The solution to this problem will eventually be Microsoft's PFX standard, which the company submitted as PKCS#12, or the 12th standard in the PKCS (Public Key Cryptography Standards) suite. So far only two vendors, Microsoft and Netscape have implemented PFX for importing and exporting private key.

Design consideration

The S/MIME specification is limited to consideration such as which hash algorithm to use and which symmetric cipher must be supported. It does not address design considerations. Because such issues are not spelled out, products can conform with the S/MIME specification but not meet the security goals of S/MIME.

For example, for the chain of trust method to work, as S/MIME program must have some sort of certificate management system that can set the trust level for certification and certificate authorities. If a certificate is compromised, you must have a way to mark it as not trusted. If a certificate authority is compromised, the certificate management system must be able to cascade the not trusted status down to all certificates signed by the authority. Thus a certificate management system is crucial for implementing S/MIME's chain of trust features, but not all S/MIME products have one.

Another important design consideration is the ability to associate multiple certificates with an e-mail address. Its common for people using S/MIME today to have multiple certificates. For example, a consultant may have a separate certificate for each company she works for. Not every S/MIME program offers the basic capability. Netscape Messenger allows only one certificate per person. It is also common to have multiple aliases for the same e-mail address, for example, scender@ud.com and scender@mail.ud.com. S/MIME programs, including Messenger and Outlook Express, accept only the e-mail address in the certificate as valid. You can explicitly accept a certificate that's invalid because of a name mismatch, but you can't encrypt a reply to the message unless you edit the address to match the certificate. The authors of the S/MIME specification are working on a solution that will allow multiple e-mail addresses to be associated with a certificate.

Interoperability

As mentioned earlier, S/MIME uses a hybrid approach for message encryption. The message is encrypted with a symmetric cipher, and then the symmetric key is encrypted with an asymmetric cipher for secure transmission. The strength of any encryption method is determined by the length of the key, the longer the key, the stronger the encryption.

The S/MIME specification mandates that all vendors must support at least one common symmetric encryption method. In version1 of the S/MIME specifications, this method was the RC2 algorithm with a 40-bit key. In Version 2 of the S/MIME specification, finalized later, the common encryption to Triple Des, an algorithm that uses a 178-bit key.

Vendors are free to use encryption even stronger then Triple DES if they want, and this creates a challenge for S/MIME products: how to know what type of encryption to use with a given recipient. A fairly recent addition to the S/MIME specification, called authenticated attributes, provides a way to exchange this information automatically. Only the Microsoft and Netscape products implement this method.
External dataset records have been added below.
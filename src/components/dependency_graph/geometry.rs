//! Coordinate types and the mapping from client pixels into the SVG viewBox.

use std::fmt;

#[derive(Clone, Copy, Debug, Default, PartialEq)]
pub struct Point {
	pub x: f64,
	pub y: f64,
}

impl Point {
	pub const fn new(x: f64, y: f64) -> Self {
		Self { x, y }
	}
}

/// SVG `viewBox`. The graph uses one centred on the origin so the centering
/// forces pull nodes toward the middle of the viewport.
#[derive(Clone, Copy, Debug, PartialEq)]
pub struct ViewBox {
	pub min_x: f64,
	pub min_y: f64,
	pub width: f64,
	pub height: f64,
}

impl ViewBox {
	pub fn centered(width: f64, height: f64) -> Self {
		Self {
			min_x: -width / 2.0,
			min_y: -height / 2.0,
			width,
			height,
		}
	}
}

impl fmt::Display for ViewBox {
	fn fmt(&self, f: &mut fmt::Formatter<'_>) -> fmt::Result {
		write!(f, "{},{},{},{}", self.min_x, self.min_y, self.width, self.height)
	}
}

/// On-screen box of the SVG element, as reported by `getBoundingClientRect`.
#[derive(Clone, Copy, Debug, PartialEq)]
pub struct ClientRect {
	pub left: f64,
	pub top: f64,
	pub width: f64,
	pub height: f64,
}

impl ClientRect {
	/// Map a client-space point into viewBox units, following the default
	/// `preserveAspectRatio="xMidYMid meet"` fit.
	pub fn to_view(&self, view_box: &ViewBox, client: Point) -> Point {
		let scale = (self.width / view_box.width).min(self.height / view_box.height);
		if !scale.is_finite() || scale <= 0.0 {
			return Point::new(client.x - self.left + view_box.min_x, client.y - self.top + view_box.min_y);
		}
		let left = self.left + (self.width - view_box.width * scale) / 2.0;
		let top = self.top + (self.height - view_box.height * scale) / 2.0;
		Point::new(
			view_box.min_x + (client.x - left) / scale,
			view_box.min_y + (client.y - top) / scale,
		)
	}
}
All S/MIME products available today support RC2-40 encryption, but not all products default to RC2-40. So even if all the products perfectly implemented every encryption algorithm, confusion over which algorithm to use could itself cause interoperability problems. Infect, not all S/MIME programs implement every encryption algorithm perfectly.

The spinning wheel

With its strong vendor backing, S/MIME will eventually deliver on its promise of broad scale e-mail security. But the specification itself is still very much in flux, and that creates interoperability problems. Also, vendors are still learning what features are necessary in a good S/MIME product. Many of the S/MIME products available today lack crucial features or suffer from design flaws. Once the S/MIME specification is finalized and the system is better understood, the market should start to see easy-to-use products that interoperate flawlessly.